Denn da gab es etwas in der Geschichte des Petrus, was noch nicht in Ordnung gebracht war. Petrus hat es offenbar sofort gewusst, als Jesus mit ihm zu sprechen beginnt. Wir Zuhörer der Geschichte spüren es spätestens dann, wenn wir wahrnehmen, dass Jesus ihn drei mal dasselbe fragt. Drei mal dasselbe gefragt werden - das saß in der Seele des Petrus wie ein eiternder Stachel. Im Innenhof des hohenpriesterlichen Palastes war es gewesen, dicht beim nächtlichen Holzkohlenfeuer des Wachpersonals, an dem er sich die Hände gewärmt hatte. Wenige Tage ist es her. Drei mal dieselbe Frage, drei mal das feige Versagen, und dann der Hahnenschrei. Dann hatte er bitterlich geweint. Unwürdig bin ich, alles habe ich selber ausgelöscht, was Kern und Stern meines Lebens geworden war. Ob ihm jetzt am Seeufer auch zum Weinen zumute war? Das Evangelium erwähnt, er sei traurig geworden bei der dritten Frage, und wir können uns die Tränen dazu gut denken. Aber es sind andere Tränen als die von damals, die Tränen der verzweifelten Scham. Jetzt sind es Tränen der Erleichterung, der Befreiung, des Glücks, trotz aller Traurigkeit. Nicht nur, dass er noch mit mir redet, nein, wie er es tut!
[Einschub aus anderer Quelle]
//! 基于 `log` 门面的内核日志
//!
//! 日志级别在编译期由环境变量 `LOG` 决定，例如 `LOG=DEBUG`。
use log::{Level, LevelFilter, Log, Metadata, Record};

struct SimpleLogger;

impl Log for SimpleLogger {
    fn enabled(&self, _metadata: &Metadata) -> bool {
        true
    }
    fn log(&self, record: &Record) {
        if !self.enabled(record.metadata()) {
            return;
        }
        println!(
            "\u{1B}[{}m[{:>5}] {}\u{1B}[0m",
            level_color(record.level()),
            record.level(),
            record.args(),
        );
    }
    fn flush(&self) {}
}

fn level_color(level: Level) -> u8 {
    match level {
        Level::Error => 31, // 红
        Level::Warn => 93,  // 亮黄
        Level::Info => 34,  // 蓝
        Level::Debug => 32, // 绿
        Level::Trace => 90, // 亮黑
    }
}

/// 把 `LOG` 的取值翻译为日志过滤级别，无法识别时关闭日志
pub fn level_filter(level: Option<&str>) -> LevelFilter {
    match level {
        Some("ERROR") => LevelFilter::Error,
        Some("WARN") => LevelFilter::Warn,
        Some("INFO") => LevelFilter::Info,
        Some("DEBUG") => LevelFilter::Debug,
        Some("TRACE") => LevelFilter::Trace,
        _ => LevelFilter::Off,
    }
}

/// 安装日志器；重复调用时保留第一次的设置
pub fn init() {
    static LOGGER: SimpleLogger = SimpleLogger;
    if log::set_logger(&LOGGER).is_ok() {
        log::set_max_level(level_filter(option_env!("LOG")));
    }
}

#[cfg(test)]
mod tests {
    use super::*;

    #[test]
    fn level_names_map_to_filters() {
        assert_eq!(level_filter(Some("ERROR")), LevelFilter::Error);
        assert_eq!(level_filter(Some("TRACE")), LevelFilter::Trace);
        assert_eq!(level_filter(Some("debug")), LevelFilter::Off);
        assert_eq!(level_filter(None), LevelFilter::Off);
    }

    #[test]
    fn colors_differ_per_level() {
        assert_eq!(level_color(Level::Error), 31);
        assert_ne!(level_color(Level::Warn), level_color(Level::Info));
    }
}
Wie hatte Petrus in der Nacht vor der Verhaftung des Meisters am Ölberg gesagt? "Und wenn ich mit dir sterben sollte, ich werde dich nicht verleugnen!" Wie hatte er der Magd am Holzkohlenfeuer geantwortet? "Da fing er an, sich zu verfluchen und zu schwören: Ich kenne diesen Jesus gar nicht!" Immer die großen, die starken Worte. Die Magd hatte ihm kein Wort geglaubt, sein galiläischer Dialekt hatte ihn längst verraten. Und nun heute, zu Ostern am See? "Herr, du weißt alle Dinge; du weißt, dass ich dich liebhabe". Du weißt, durch welche Hölle ich gegangen bin in diesen Tagen seit meinem Verrat. Du kennst meine schwächliche Begeisterung, meine hohle Tapferkeit, meine Tränen, meine brennende Scham. Alles liegt ausgebreitet vor dir wie ein Tuch.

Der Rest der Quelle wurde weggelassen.